- **EXTRACTED RECORDS**
= = = = = = =

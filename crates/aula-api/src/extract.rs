//! JSON extractor whose rejections render as [`ApiError`]s.

use axum::{
  extract::FromRequest,
  response::{IntoResponse, Response},
};
use serde::Serialize;

use crate::error::ApiError;

/// Drop-in for [`axum::Json`]. A body that fails to parse becomes a
/// validation error with an `{"error": …}` body instead of axum's plain-text
/// 400/415/422.
#[derive(Debug, Clone, Copy, Default, FromRequest)]
#[from_request(via(axum::Json), rejection(ApiError))]
pub struct Json<T>(pub T);

impl<T: Serialize> IntoResponse for Json<T> {
  fn into_response(self) -> Response { axum::Json(self.0).into_response() }
}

= = = = = = =

- **DIRECTIONS**
Without omitting anything, output the data verbatim.

- **SOLUTION TO THE EXERCISE**
filename crates/aula-api/src/extract.rs
//! JSON extractor whose rejections render as [`ApiError`]s.

use axum::{
  extract::FromRequest,
  response::{IntoResponse, Response},
};
use serde::Serialize;

use crate::error::ApiError;

/// Drop-in for [`axum::Json`]. A body that fails to parse becomes a
/// validation error with an `{"error": …}` body instead of axum's plain-text
/// 400/415/422.
#[derive(Debug, Clone, Copy, Default, FromRequest)]
#[from_request(via(axum::Json), rejection(ApiError))]
pub struct Json<T>(pub T);

impl<T: Serialize> IntoResponse for Json<T> {
  fn into_response(self) -> Response { axum::Json(self.0).into_response() }
}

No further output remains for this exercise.